Welcome to our dedicated page for Syndax Pharmaceuticals news (Ticker: SNDX), a resource for investors and traders seeking the latest updates and insights on Syndax Pharmaceuticals stock.
About Syndax Pharmaceuticals Inc.
Syndax Pharmaceuticals Inc. (Nasdaq: SNDX) is a commercial-stage biopharmaceutical company dedicated to transforming cancer care through the development and commercialization of innovative therapies. Headquartered in Waltham, Massachusetts, Syndax focuses on addressing significant unmet medical needs in oncology and immunology. The company's pioneering approach leverages advanced scientific insights to develop first-in-class treatments that target specific molecular mechanisms driving disease progression.

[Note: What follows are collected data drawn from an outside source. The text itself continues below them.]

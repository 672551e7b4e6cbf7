#![allow(dead_code)]

use async_trait::async_trait;
use serde_json::{json, Value};
use station_crawler::config::{Config, PacingConfig};
use station_crawler::crawler::Crawler;
use station_crawler::publish::{
    Category, DeliveryReceipt, MessageSink, OutboundMessage, Publisher, SinkError,
};
use station_crawler::{ApiClient, City};
use std::sync::{Arc, Mutex};
use std::time::Duration;
use wiremock::matchers::{body_partial_json, method, path};
use wiremock::{Mock, MockServer, ResponseTemplate};

pub const CITY_PATH: &str = "/ps-base-api/area/manage/queryCityInfo";
pub const STATION_LIST_PATH: &str = "/station/search/queryStationList";
pub const STATION_DETAIL_PATH: &str = "/station/search/queryStationDetail";

/// Sink that keeps every delivered message in memory
#[derive(Clone, Default)]
pub struct RecordingSink {
    delivered: Arc<Mutex<Vec<OutboundMessage>>>,
}

impl RecordingSink {
    pub fn messages(&self) -> Vec<OutboundMessage> {
        self.delivered.lock().unwrap().clone()
    }

    pub fn count(&self, category: Category) -> usize {
        self.messages()
            .iter()
            .filter(|message| message.category() == Some(category))
            .count()
    }
}

#[async_trait]
impl MessageSink for RecordingSink {
    async fn connect(&mut self) -> Result<(), SinkError> {
        Ok(())
    }

    async fn deliver(&mut self, payload: &[u8]) -> Result<DeliveryReceipt, SinkError> {
        let message: OutboundMessage = serde_json::from_slice(payload)
            .map_err(|e| SinkError::Rejected(e.to_string()))?;
        let mut delivered = self.delivered.lock().unwrap();
        delivered.push(message);
        Ok(DeliveryReceipt {
            topic: "test-topic".to_string(),
            partition: 0,
            offset: delivered.len() as i64 - 1,
        })
    }

    async fn close(&mut self) {}

    fn describe(&self) -> String {
        "memory".to_string()
    }
}

/// Builds a crawler pointed at the mock server, with the given delays
pub fn test_crawler(server: &MockServer, list_delay: Duration, detail_delay: Duration) -> Crawler {
    let mut config = Config::default();
    config.http.base_url = server.uri();
    config.http.timeout_secs = 5;

    let api = ApiClient::new(&config).expect("Failed to build API client");
    Crawler::new(
        api,
        PacingConfig {
            station_list_delay_ms: list_delay.as_millis() as u64,
            station_detail_delay_ms: detail_delay.as_millis() as u64,
        },
    )
}

/// A connected publisher backed by a recording sink
pub async fn recording_publisher() -> (Publisher, RecordingSink) {
    let sink = RecordingSink::default();
    let mut publisher = Publisher::new(Box::new(sink.clone()), "www.chocolateswap.com");
    publisher.connect().await.expect("Recording sink always connects");
    (publisher, sink)
}

pub fn beijing_record() -> Value {
    json!({
        "cityName": "Beijing",
        "cityCode": "110000",
        "cityLat": 39.9,
        "cityLng": 116.4,
        "provinceName": "Beijing"
    })
}

pub fn beijing() -> City {
    serde_json::from_value(beijing_record()).unwrap()
}

pub fn city(name: &str, code: &str) -> City {
    serde_json::from_value(json!({
        "cityName": name,
        "cityCode": code,
        "cityLat": 30.0,
        "cityLng": 120.0,
        "provinceName": name
    }))
    .unwrap()
}

pub fn beijing_stations() -> Value {
    json!({
        "code": 10000,
        "data": {
            "stationList": [
                {"stationId": "S1", "stationLat": 39.91, "stationLng": 116.41, "stationName": "Station A"}
            ]
        }
    })
}

pub async fn mount_cities(server: &MockServer, body: Value) {
    Mock::given(method("POST"))
        .and(path(CITY_PATH))
        .respond_with(ResponseTemplate::new(200).set_body_json(body))
        .mount(server)
        .await;
}

pub async fn mount_station_list(server: &MockServer, city_code: &str, body: Value) {
    Mock::given(method("POST"))
        .and(path(STATION_LIST_PATH))
        .and(body_partial_json(json!({"cityCode": city_code})))
        .respond_with(ResponseTemplate::new(200).set_body_json(body))
        .mount(server)
        .await;
}

pub async fn mount_station_detail(server: &MockServer, station_id: &str, body: Value) {
    Mock::given(method("POST"))
        .and(path(STATION_DETAIL_PATH))
        .and(body_partial_json(json!({"stationId": station_id})))
        .respond_with(ResponseTemplate::new(200).set_body_json(body))
        .mount(server)
        .await;
}

/// Number of requests the mock server received on `endpoint`
pub async fn requests_to(server: &MockServer, endpoint: &str) -> usize {
    server
        .received_requests()
        .await
        .unwrap_or_default()
        .iter()
        .filter(|request| request.url.path() == endpoint)
        .count()
}
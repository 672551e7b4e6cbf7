//! Console summaries and JSON export of stage results

pub mod stats;

pub use stats::{
    print_city_summary, print_detail_summary, print_station_summary, StageStatistics,
};

use crate::CrawlerError;
use serde::Serialize;
use std::path::Path;

/// Writes a stage's results as pretty-printed JSON
///
/// # Arguments
///
/// * `path` - Destination file, overwritten if present
/// * `value` - Records to write (a city list or a keyed result mapping)
pub fn write_json<T>(path: &Path, value: &T) -> Result<(), CrawlerError>
where
    T: Serialize + ?Sized,
{
    let json = serde_json::to_string_pretty(value)?;
    std::fs::write(path, json)?;
    tracing::info!("Results written to {}", path.display());
    Ok(())
}
//! Request bodies for the three endpoints

use serde::Serialize;
use serde_json::Value;

/// Body of the city query; `operate_status = 1` selects active cities only
#[derive(Debug, Clone, Serialize)]
#[serde(rename_all = "camelCase")]
pub struct CityQuery {
    pub operate_status: u8,
}

impl CityQuery {
    pub fn active() -> Self {
        Self { operate_status: 1 }
    }
}

/// Body of the per-city station list query (first page only)
///
/// Coordinates and code are forwarded exactly as the city list gave them.
#[derive(Debug, Clone, Serialize)]
#[serde(rename_all = "camelCase")]
pub struct StationListQuery<'a> {
    pub sort_type: u32,
    pub uid: &'a str,
    pub channel_id: u32,
    pub page_index: u32,
    pub page_size: u32,
    pub lat: &'a Value,
    pub lng: &'a Value,
    pub city_code: &'a Value,
}

/// Body of the per-station detail query
#[derive(Debug, Clone, Serialize)]
#[serde(rename_all = "camelCase")]
pub struct StationDetailQuery<'a> {
    pub uid: &'a str,
    pub channel_id: u32,
    pub lat: &'a Value,
    pub lng: &'a Value,
    pub city_code: &'a Value,
    pub station_id: &'a Value,
}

Core Business and Product Portfolio
Syndax's business model is centered around the research, development, and commercialization of targeted therapies for cancer and related conditions. The company has successfully brought two FDA-approved therapies to market:
- Revuforj® (revumenib): A first-in-class menin inhibitor approved for the treatment of relapsed or refractory (R/R) acute leukemia with a lysine methyltransferase 2A (KMT2A) gene translocation in adult and pediatric patients. Revuforj addresses a critical unmet need in hematologic oncology, offering a novel mechanism of action that disrupts leukemogenic transcriptional pathways.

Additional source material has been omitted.